**ASSIGNMENT**: Below are lines of data. Give the number of them that contain the string "write", and nothing else.

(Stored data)
☆ ☆ ☆ ☆ ☆ ☆ ☆
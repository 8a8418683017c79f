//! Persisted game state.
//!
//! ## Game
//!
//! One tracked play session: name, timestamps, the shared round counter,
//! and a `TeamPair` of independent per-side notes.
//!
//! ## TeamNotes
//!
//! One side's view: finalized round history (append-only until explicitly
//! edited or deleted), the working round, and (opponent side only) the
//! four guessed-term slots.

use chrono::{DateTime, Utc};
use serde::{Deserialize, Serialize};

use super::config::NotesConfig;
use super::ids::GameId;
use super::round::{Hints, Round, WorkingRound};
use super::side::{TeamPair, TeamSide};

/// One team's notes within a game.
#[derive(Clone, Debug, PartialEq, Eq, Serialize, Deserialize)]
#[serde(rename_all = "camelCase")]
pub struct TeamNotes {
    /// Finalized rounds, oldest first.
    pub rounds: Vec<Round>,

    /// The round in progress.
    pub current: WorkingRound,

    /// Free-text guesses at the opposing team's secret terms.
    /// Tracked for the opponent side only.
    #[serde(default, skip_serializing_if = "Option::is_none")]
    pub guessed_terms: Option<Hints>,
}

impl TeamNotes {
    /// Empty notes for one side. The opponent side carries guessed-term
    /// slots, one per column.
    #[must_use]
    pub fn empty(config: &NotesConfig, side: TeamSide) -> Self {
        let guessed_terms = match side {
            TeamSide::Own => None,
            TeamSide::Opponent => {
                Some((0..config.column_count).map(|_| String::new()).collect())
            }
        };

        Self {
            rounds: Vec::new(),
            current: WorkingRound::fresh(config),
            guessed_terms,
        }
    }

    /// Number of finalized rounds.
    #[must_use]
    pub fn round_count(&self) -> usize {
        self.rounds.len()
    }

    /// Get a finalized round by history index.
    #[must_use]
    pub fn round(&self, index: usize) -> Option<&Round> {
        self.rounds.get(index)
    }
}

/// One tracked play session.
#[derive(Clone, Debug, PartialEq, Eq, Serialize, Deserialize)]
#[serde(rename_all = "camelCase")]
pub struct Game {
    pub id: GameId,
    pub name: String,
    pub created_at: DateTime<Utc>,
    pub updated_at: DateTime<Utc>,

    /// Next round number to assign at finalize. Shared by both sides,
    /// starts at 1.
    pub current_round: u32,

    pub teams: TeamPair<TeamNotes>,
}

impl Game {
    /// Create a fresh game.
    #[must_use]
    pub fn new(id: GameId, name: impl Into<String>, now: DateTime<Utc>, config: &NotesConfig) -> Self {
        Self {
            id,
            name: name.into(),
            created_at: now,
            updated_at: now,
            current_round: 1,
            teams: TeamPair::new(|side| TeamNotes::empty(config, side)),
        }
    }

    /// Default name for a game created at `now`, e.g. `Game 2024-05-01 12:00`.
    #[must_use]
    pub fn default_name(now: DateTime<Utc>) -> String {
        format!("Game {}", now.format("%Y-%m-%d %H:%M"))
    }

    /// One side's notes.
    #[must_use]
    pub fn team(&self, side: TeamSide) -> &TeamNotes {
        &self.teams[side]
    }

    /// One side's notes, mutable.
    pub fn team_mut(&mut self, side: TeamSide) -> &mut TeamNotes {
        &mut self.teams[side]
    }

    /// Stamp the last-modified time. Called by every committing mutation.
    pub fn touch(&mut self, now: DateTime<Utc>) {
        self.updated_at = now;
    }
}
☆ ☆ ☆ ☆ ☆ ☆ ☆
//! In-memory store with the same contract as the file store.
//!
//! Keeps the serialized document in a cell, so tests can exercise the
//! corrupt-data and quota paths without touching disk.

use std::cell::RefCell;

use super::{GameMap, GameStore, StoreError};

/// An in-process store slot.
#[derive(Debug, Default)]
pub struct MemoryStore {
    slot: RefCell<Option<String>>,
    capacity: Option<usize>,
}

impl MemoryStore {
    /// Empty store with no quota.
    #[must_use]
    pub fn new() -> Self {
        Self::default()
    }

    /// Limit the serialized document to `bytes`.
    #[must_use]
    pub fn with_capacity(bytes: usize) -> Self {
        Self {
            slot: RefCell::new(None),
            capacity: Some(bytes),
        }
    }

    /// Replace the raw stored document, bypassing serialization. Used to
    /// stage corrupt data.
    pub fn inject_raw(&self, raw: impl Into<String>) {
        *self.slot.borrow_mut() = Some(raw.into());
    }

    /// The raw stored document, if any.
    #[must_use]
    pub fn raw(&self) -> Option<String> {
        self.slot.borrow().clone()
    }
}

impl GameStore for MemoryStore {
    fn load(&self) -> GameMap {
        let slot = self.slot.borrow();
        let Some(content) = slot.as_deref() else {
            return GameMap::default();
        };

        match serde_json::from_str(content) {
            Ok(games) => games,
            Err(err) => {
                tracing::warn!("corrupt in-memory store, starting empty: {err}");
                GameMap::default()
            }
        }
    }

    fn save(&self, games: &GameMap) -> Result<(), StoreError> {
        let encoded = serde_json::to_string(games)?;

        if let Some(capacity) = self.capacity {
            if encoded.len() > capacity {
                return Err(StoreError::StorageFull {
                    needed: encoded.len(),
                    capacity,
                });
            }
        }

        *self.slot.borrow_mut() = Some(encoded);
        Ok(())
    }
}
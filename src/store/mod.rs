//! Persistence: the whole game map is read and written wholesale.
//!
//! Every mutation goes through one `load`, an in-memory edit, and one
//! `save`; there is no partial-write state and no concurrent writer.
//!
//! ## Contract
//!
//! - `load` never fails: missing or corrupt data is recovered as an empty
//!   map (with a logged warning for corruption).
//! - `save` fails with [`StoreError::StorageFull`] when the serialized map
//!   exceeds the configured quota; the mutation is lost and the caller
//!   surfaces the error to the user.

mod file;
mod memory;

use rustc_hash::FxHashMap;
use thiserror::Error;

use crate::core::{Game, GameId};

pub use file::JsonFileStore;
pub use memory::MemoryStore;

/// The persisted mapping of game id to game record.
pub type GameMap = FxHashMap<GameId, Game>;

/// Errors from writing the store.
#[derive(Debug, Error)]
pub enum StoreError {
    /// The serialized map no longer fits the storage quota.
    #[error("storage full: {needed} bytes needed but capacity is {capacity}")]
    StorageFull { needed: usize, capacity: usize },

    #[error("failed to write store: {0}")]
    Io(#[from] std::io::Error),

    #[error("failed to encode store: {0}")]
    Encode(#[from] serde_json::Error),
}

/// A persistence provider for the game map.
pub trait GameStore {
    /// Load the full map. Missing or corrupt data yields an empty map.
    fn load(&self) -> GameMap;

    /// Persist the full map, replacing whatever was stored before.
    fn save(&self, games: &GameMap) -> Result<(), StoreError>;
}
☆ ☆ ☆ ☆ ☆ ☆ ☆
**ANSWER SECTION**: 2